Task statement: Exactly how many lines in the listing contain "RagError"? Respond with the number and nothing more.
═════ Available records
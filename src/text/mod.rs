
use crate::{RagError, Result};

/// Coerce an arbitrary byte string into valid UTF-8.
///
/// Tries, in order: UTF-8 BOM strip, UTF-16 LE/BE BOM transcoding (unpaired
/// surrogates rejected), plain UTF-8 validation, then strict GB18030 and GBK
/// decoding. The first attempt that yields valid UTF-8 wins.
pub fn normalize_utf8(bytes: &[u8]) -> Result<String> {
    if let Some(rest) = bytes.strip_prefix(&[0xEF, 0xBB, 0xBF]) {
        if let Ok(s) = std::str::from_utf8(rest) {
            return Ok(s.to_string());
        }
        return decode_legacy(rest);
    }
    if let Some(rest) = bytes.strip_prefix(&[0xFF, 0xFE]) {
        return decode_strict(encoding_rs::UTF_16LE, rest, "UTF-16LE");
    }
    if let Some(rest) = bytes.strip_prefix(&[0xFE, 0xFF]) {
        return decode_strict(encoding_rs::UTF_16BE, rest, "UTF-16BE");
    }
    if let Ok(s) = std::str::from_utf8(bytes) {
        return Ok(s.to_string());
    }
    decode_legacy(bytes)
}

fn decode_strict(
    encoding: &'static encoding_rs::Encoding,
    bytes: &[u8],
    label: &str,
) -> Result<String> {
    encoding
        .decode_without_bom_handling_and_without_replacement(bytes)
        .map(|s| s.into_owned())
        .ok_or_else(|| RagError::Encoding(format!("failed to decode {label}")))
}

fn decode_legacy(bytes: &[u8]) -> Result<String> {
    for encoding in [encoding_rs::GB18030, encoding_rs::GBK] {
        if let Some(s) = encoding.decode_without_bom_handling_and_without_replacement(bytes) {
            return Ok(s.into_owned());
        }
    }
    Err(RagError::Encoding(
        "text is not valid UTF-8 (try saving as UTF-8/UTF-8 BOM, or GB18030/GBK)".to_string(),
    ))
}

/// Rewrite every invalid byte sequence to `?` without failing.
///
/// Used on anything that leaves the process as JSON, HTML, or prompt text and
/// did not originate as a Rust `String`.
pub fn sanitize_utf8_strict(bytes: &[u8]) -> String {
    let mut out = String::with_capacity(bytes.len());
    let mut rest = bytes;
    loop {
        match std::str::from_utf8(rest) {
            Ok(s) => {
                out.push_str(s);
                break;
            }
            Err(e) => {
                out.push_str(&String::from_utf8_lossy(&rest[..e.valid_up_to()]));
                out.push('?');
                let after = &rest[e.valid_up_to()..];
                let skip = e.error_len().unwrap_or(after.len());
                rest = &after[skip.min(after.len())..];
                if rest.is_empty() {
                    break;
                }
            }
        }
    }
    out
}

/// Split text into lowercase ASCII word tokens plus one token per non-ASCII
/// codepoint. Single-character ASCII tokens are dropped as noise; single
/// CJK codepoints are kept.
#[inline]
pub fn tokenize(text: &str) -> Vec<String> {
    let mut tokens = Vec::new();
    let mut current = String::new();

    for ch in text.chars() {
        if ch.is_ascii() {
            if ch.is_ascii_alphanumeric() {
                current.push(ch.to_ascii_lowercase());
            } else {
                flush_token(&mut current, &mut tokens);
            }
        } else {
            flush_token(&mut current, &mut tokens);
            tokens.push(ch.to_string());
        }
    }
    flush_token(&mut current, &mut tokens);

    tokens
}

fn flush_token(current: &mut String, tokens: &mut Vec<String>) {
    if current.len() > 1 {
        tokens.push(std::mem::take(current));
    } else {
        current.clear();
    }
}

/// Largest index `<= max_bytes` that falls on a codepoint boundary.
#[inline]
pub fn floor_char_boundary(s: &str, max_bytes: usize) -> usize {
    if max_bytes >= s.len() {
        return s.len();
    }
    let mut idx = max_bytes;
    while idx > 0 && !s.is_char_boundary(idx) {
        idx -= 1;
    }
    idx
}

/// Cap a string at `max_bytes` bytes without splitting a codepoint.
#[inline]
pub fn truncate_on_char_boundary(s: &str, max_bytes: usize) -> &str {
    &s[..floor_char_boundary(s, max_bytes)]
}

/// Truncate to roughly `max_bytes` with a `...` suffix, never cutting inside
/// a multi-byte sequence.
pub fn shorten_text(s: &str, max_bytes: usize) -> String {
    if s.len() <= max_bytes {
        return s.to_string();
    }
    let mut cut = max_bytes;
    if cut > 3 {
        cut -= 3;
    }
    let mut out = truncate_on_char_boundary(s, cut).to_string();
    out.push_str("...");
    out
}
══════════
Answer to the exercise: 3